Carolena Nericcio, “creditada como codificadora do primeiro estilo de dança e formato a levar o nome de dança do ventre tribal” (wikipedia.org), foi aluna de Masha Archer, que foi aluna de Jamila Salimpour. Esta árvore genealógica, demonstra, através da obra de cada uma destas artistas, a evolução da dança do ventre californiana, desde a década de 70. Elementos estéticos que se mantiveram, apesar de modificados, e que acabaram por fundamentar o estilo: A concepção cênica de grupo, inspirada no contexto cênico dos povos do deserto do Norte da África e Oriente Médio (Ciganos, Beduínos e Berberes); A utilização de figurinos inspirados na estética exuberante destes povos nômades; O vocabulário gestual que, aos poucos, foi sendo codificado, revisto e ampliado em suas posturas e movimentos. A criação de uma linguagem corporal única, funcional para improvisos em grupo, apresentações impactantes, alegres, coloridas e ricas em dinâmicas e elementos cênicos. Eis o porquê de o estilo ganhar o nome de “Tribal”.

Bal Anat


SF Classic Dance Troupe


FatChance BellyDance


Num seguinte momento, Rachel Brice foi aluna de Jill Parker, que foi aluna de Carolena Nericcio. Na contra mão da dança coletiva, trazendo de volta à cena a dançarina solista, coreografada e permitindo que outras modalidades de dança permeassem suas novas criações, embasadas já nos princípios técnicos da Dança do Ventre Tribal. Experimentar e fundir novos elementos.

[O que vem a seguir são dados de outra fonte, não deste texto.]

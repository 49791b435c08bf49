//! Badge derivation from ledger entries plus a static catalog.
//!
//! # Responsibility
//! - Project each attended event into a display badge.
//! - Merge the static catalog under earned-wins precedence.
//!
//! # Invariants
//! - Earned badges are exactly the known events the member attended.
//! - Earned entries are inserted first; catalog entries only fill ids that
//!   are still absent.
//! - Ledger events missing from the directory are skipped, never fatal.

use crate::directory::{DirectoryError, EventDirectory};
use crate::ledger::{AttendanceLedger, LedgerResult};
use crate::model::badge::{Badge, DEFAULT_BADGE_ICON};
use crate::model::event::{Event, EventId};
use crate::store::AttendanceStore;
use log::debug;
use serde::Deserialize;
use std::collections::HashSet;
use std::path::Path;

/// Id of the badge earned by attending `event_id`.
pub fn earned_badge_id(event_id: EventId) -> String {
    format!("event-{event_id}")
}

/// Static illustrative badges shown alongside earned ones.
#[derive(Debug, Clone, Default, PartialEq, Eq)]
pub struct BadgeCatalog {
    badges: Vec<Badge>,
}

#[derive(Deserialize)]
#[serde(untagged)]
enum CatalogSeed {
    List(Vec<Badge>),
    Wrapped { badges: Vec<Badge> },
}

impl BadgeCatalog {
    pub fn new(badges: impl IntoIterator<Item = Badge>) -> Self {
        Self {
            badges: badges.into_iter().collect(),
        }
    }

    /// Parses `{"badges": [...]}` or a bare array.
    pub fn from_json(json: &str) -> Result<Self, DirectoryError> {
        let badges = match serde_json::from_str::<CatalogSeed>(json)? {
            CatalogSeed::List(badges) => badges,
            CatalogSeed::Wrapped { badges } => badges,
        };
        Ok(Self::new(badges))
    }

    pub fn load(path: impl AsRef<Path>) -> Result<Self, DirectoryError> {
        let path = path.as_ref();
        let json = std::fs::read_to_string(path).map_err(|source| DirectoryError::Io {
            path: path.to_path_buf(),
            source,
        })?;
        Self::from_json(&json)
    }

    pub fn badges(&self) -> &[Badge] {
        &self.badges
    }
}

/// Derives badges for members from one ledger.
pub struct BadgeDeriver<'a, S: AttendanceStore, E: EventDirectory> {
    ledger: &'a AttendanceLedger<S, E>,
    catalog: &'a BadgeCatalog,
    default_icon: String,
}

impl<'a, S: AttendanceStore, E: EventDirectory> BadgeDeriver<'a, S, E> {
    pub fn new(ledger: &'a AttendanceLedger<S, E>, catalog: &'a BadgeCatalog) -> Self {
        Self {
            ledger,
            catalog,
            default_icon: DEFAULT_BADGE_ICON.to_string(),
        }
    }

    /// Overrides the icon used for events without one.
    pub fn with_default_icon(mut self, icon: impl Into<String>) -> Self {
        self.default_icon = icon.into();
        self
    }

    /// Badges for `member_id`: earned ones by event id, then catalog fill-ins.
    pub fn derive_badges_for_member(&self, member_id: &str) -> LedgerResult<Vec<Badge>> {
        let member_id = member_id.trim();
        let snapshot = self.ledger.snapshot()?;
        let events = self.ledger.events();

        let mut badges = Vec::new();
        let mut seen = HashSet::new();

        for event_id in snapshot.event_ids() {
            if !snapshot.contains(event_id, member_id) {
                continue;
            }
            let Some(event) = events.get(event_id) else {
                debug!(
                    "event=badge_derive module=badge status=skipped reason=unknown_event event_id={event_id}"
                );
                continue;
            };
            let badge = self.earned_badge(&event);
            seen.insert(badge.id.clone());
            badges.push(badge);
        }

        for badge in self.catalog.badges() {
            if seen.insert(badge.id.clone()) {
                badges.push(badge.clone());
            }
        }

        Ok(badges)
    }

    fn earned_badge(&self, event: &Event) -> Badge {
        Badge {
            id: earned_badge_id(event.id),
            title: event.title.clone(),
            date: event.date.clone(),
            icon: non_blank(event.badge_icon.as_deref())
                .unwrap_or(self.default_icon.as_str())
                .to_string(),
            details: non_blank(event.badge_details.as_deref())
                .map(str::to_string)
                .unwrap_or_else(|| format!("Event held at {}", event.location)),
        }
    }
}

fn non_blank(value: Option<&str>) -> Option<&str> {
    value.filter(|text| !text.trim().is_empty())
}

#[cfg(test)]
mod tests {
    use super::{earned_badge_id, BadgeCatalog, BadgeDeriver};
    use crate::directory::StaticEventDirectory;
    use crate::ledger::AttendanceLedger;
    use crate::model::event::Event;
    use crate::store::InMemoryAttendanceStore;

    #[test]
    fn earned_badge_falls_back_to_default_icon_and_location_details() {
        let events =
            StaticEventDirectory::new([Event::new(4, "Seminar", "2025-04-04", "Aula")]).unwrap();
        let ledger = AttendanceLedger::new(InMemoryAttendanceStore::new(), events);
        ledger.record_attendance(4, "M1").unwrap();
        let catalog = BadgeCatalog::default();

        let badges = BadgeDeriver::new(&ledger, &catalog)
            .derive_badges_for_member("M1")
            .unwrap();

        assert_eq!(badges.len(), 1);
        assert_eq!(badges[0].id, earned_badge_id(4));
        assert_eq!(badges[0].icon, "🏅");
        assert_eq!(badges[0].details, "Event held at Aula");
    }

    #[test]
    fn configured_icon_and_details_are_used() {
        let events = StaticEventDirectory::new([Event::new(1, "Hack", "d", "l")
            .with_badge_icon("🤖")
            .with_badge_details("Built a robot")])
        .unwrap();
        let ledger = AttendanceLedger::new(InMemoryAttendanceStore::new(), events);
        ledger.record_attendance(1, "M1").unwrap();
        let catalog = BadgeCatalog::default();

        let badges = BadgeDeriver::new(&ledger, &catalog)
            .with_default_icon("*")
            .derive_badges_for_member("M1")
            .unwrap();

        assert_eq!(badges[0].icon, "🤖");
        assert_eq!(badges[0].details, "Built a robot");
    }

    #[test]
    fn catalog_accepts_wrapped_seed() {
        let catalog = BadgeCatalog::from_json(
            r#"{"badges":[{"id":"b1","title":"Early Bird","date":"2025-01-01","icon":"🐦","category":"Community"}]}"#,
        )
        .unwrap();
        assert_eq!(catalog.badges().len(), 1);
        assert_eq!(catalog.badges()[0].details, "");
    }
}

Trazer de volta a dança cabaré, o arquétipo da encantadora de serpente, a dançarina misteriosa, exótica e tecnicamente minuciosa. Assim surgiu a “Fusão Tribal”, ou “Tribal Fusion” em inglês. Estilo que explodiu mundo afora através da imagem de Rachel Brice na internacionalmente difundida cia de dança BellyDance SuperStars. A partir daí, muitas outras grandes dançarinas se projetaram e muitas fusões foram experimentadas, desde com danças étnicas como indiana e afro, como com outros conceitos cênicos como Vintage ou Dark Fusion.

Ultra Gipsy


Rachel Brice


Ariellah


Aqui no Brasil, eu, Nadja El Balady, estudo o Estilo Tribal desde 2005. Naquela época, conseguíamos captar a essência filosófica da estética Tribal, mas não tínhamos absolutamente nenhum direcionamento técnico para isso. Ainda hoje, muita gente estuda pelo youtube e não tem acesso a uma professora com uma formação consistente no Estilo. Eu lembro que a vontade de criar e de conhecer outras pessoas no Brasil que se interessassem por isso era muito grande. Todas nós que fomos pioneiras e nos esforçamos bastante para ir aos eventos umas das outras em todo o país, nos esforçamos por compartilhar conhecimento, nos esforçamos por criar uma cena. Acho que posso considerar que este esforço tenha dado frutos. Hoje em dia, muitas de nós conseguiram uma boa formação e desenvolvemos estilo próprio, debatendo escolhas e direcionamentos estéticos, cada uma com seu núcleo e trabalho em evolução. Novos festivais, novos grupos, diferentes profissionais despontam no mercado, indicando que mais gente procura o estilo, que ainda temos muito trabalho a fazer e que não tem mais volta. 

Nadja El Balady


O Tribal é um fenômeno mundial. Por manter a essência do feminino arquetípico universal da dança do ventre. Por sua amplitude, por suas infinitas possibilidades de criação. Pela beleza estética e pela excelência técnica a que exige dedicação. Cabe à dançarina neófita buscar suas raízes, sua história. Seu embasamento técnico respeitando a evolução do seu estilo. Mergulhar de coração no estudo para dominar sua linguagem e com isso, poder melhor se expressar sua individualidade na arte, de maneira consistente e única.

Loko Kamel Tribal Dance


Nadja El Balady
nadjaelbalady@gmail.com


Nadja é professora graduada em Dança e se dedica há 19 anos a estudar danças orientais. Trabalha com Tribal desde 2005 e organizou por 4 anos, no Rio de Janeiro, o primeiro festival de Dança Tribal do Brasil: “Tribes Brasil” (2008 – 2011). Nadja é FatChance BellyDance® Sister Studio, tendo feito a formação de ATS® (American Tribal Style®) em São Franciso, Califórnia em 2012. Fez imersão completa com Rachel Brice no Shaman’s Fest em 2014. Estudou com outros grandes nomes do Tribal Fusion como Rose Harden, Zoe Jakes e Sharon Kihara. Dirigiu o primeiro grupo de ATS® do Brasil: a “Tribo Mozuna” (2009 – 2012). Dirigiu a “Cia Caballeras” (2009 – 2011) e coreografou os espetáculos “Tribal Gênese” e “Carpe Noctem”. Nadja é pioneira na fusão do Tribal com Danças Brasileiras como Maracatu, Afoxé, Coco de Roda, Jongo, Cavalo Marinho e Frevo. Hoje, dirige o Oriental Studio de Dança, mantém Cursos de Formação em Dança do Ventre tanto tradicional quanto tribal, e dirige o grupo “Loko Kamel Tribal Dance” de ATS® e Fusão no Rio de Janeiro.
Related Posts Plugin for WordPress, Blogger...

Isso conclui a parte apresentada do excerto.